WHAT THE EXERCISE ASKS: Please copy, exactly as they appear below, the lines from the one containing "use crate::WorkerConfig;" through the one containing "pub struct RequestClassifier".

───── EXERCISE DATA

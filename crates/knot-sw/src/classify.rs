//! Request routing.

use knot_net::{same_origin, Request, UrlPattern};
use url::Url;

use crate::WorkerConfig;

/// Why a request is left to the network untouched.
#[derive(Debug, Clone, Copy, PartialEq, Eq)]
pub enum PassthroughReason {
    /// Only GET requests are cacheable.
    NonGet,
    /// Cross-origin and not on the allow-list.
    DisallowedOrigin,
}

/// Where an intercepted request is routed.
#[derive(Debug, Clone, Copy, PartialEq, Eq)]
pub enum RequestClass {
    /// Not intercepted; forwarded to the network as-is.
    Passthrough(PassthroughReason),
    /// Data (`.json`): network first, cache fallback.
    Data,
    /// Everything else: cache first, network fallback.
    Default,
}

/// Classifies requests relative to the controlled origin.
#[derive(Debug, Clone)]
pub struct RequestClassifier {
    origin: Url,
    allowed_hosts: Vec<UrlPattern>,
    data: UrlPattern,
}

impl RequestClassifier {
    /// Classifier for pages at `origin`. Requests whose URL contains one
    /// of `allowed_hosts` are intercepted even when cross-origin.
    pub fn new(origin: Url, allowed_hosts: &[String]) -> Self {
        Self {
            origin,
            allowed_hosts: allowed_hosts
                .iter()
                .map(|host| UrlPattern::contains(host))
                .collect(),
            data: UrlPattern::path_suffix(".json"),
        }
    }

    pub fn from_config(config: &WorkerConfig) -> Self {
        Self::new(config.origin.clone(), &config.allowed_hosts)
    }

    /// Classify a request. Rules apply in order; the first match wins.
    pub fn classify(&self, request: &Request) -> RequestClass {
        if !request.is_get() {
            return RequestClass::Passthrough(PassthroughReason::NonGet);
        }
        if !self.is_intercepted(&request.url) {
            return RequestClass::Passthrough(PassthroughReason::DisallowedOrigin);
        }
        if self.data.matches(&request.url) {
            return RequestClass::Data;
        }
        RequestClass::Default
    }

    fn is_intercepted(&self, url: &Url) -> bool {
        same_origin(url, &self.origin) || UrlPattern::any(&self.allowed_hosts, url)
    }
}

──────────

PROBLEM SOLUTION:
use crate::WorkerConfig;

/// Why a request is left to the network untouched.
#[derive(Debug, Clone, Copy, PartialEq, Eq)]
pub enum PassthroughReason {
    /// Only GET requests are cacheable.
    NonGet,
    /// Cross-origin and not on the allow-list.
    DisallowedOrigin,
}

/// Where an intercepted request is routed.
#[derive(Debug, Clone, Copy, PartialEq, Eq)]
pub enum RequestClass {
    /// Not intercepted; forwarded to the network as-is.
    Passthrough(PassthroughReason),
    /// Data (`.json`): network first, cache fallback.
    Data,
    /// Everything else: cache first, network fallback.
    Default,
}

/// Classifies requests relative to the controlled origin.
#[derive(Debug, Clone)]
pub struct RequestClassifier {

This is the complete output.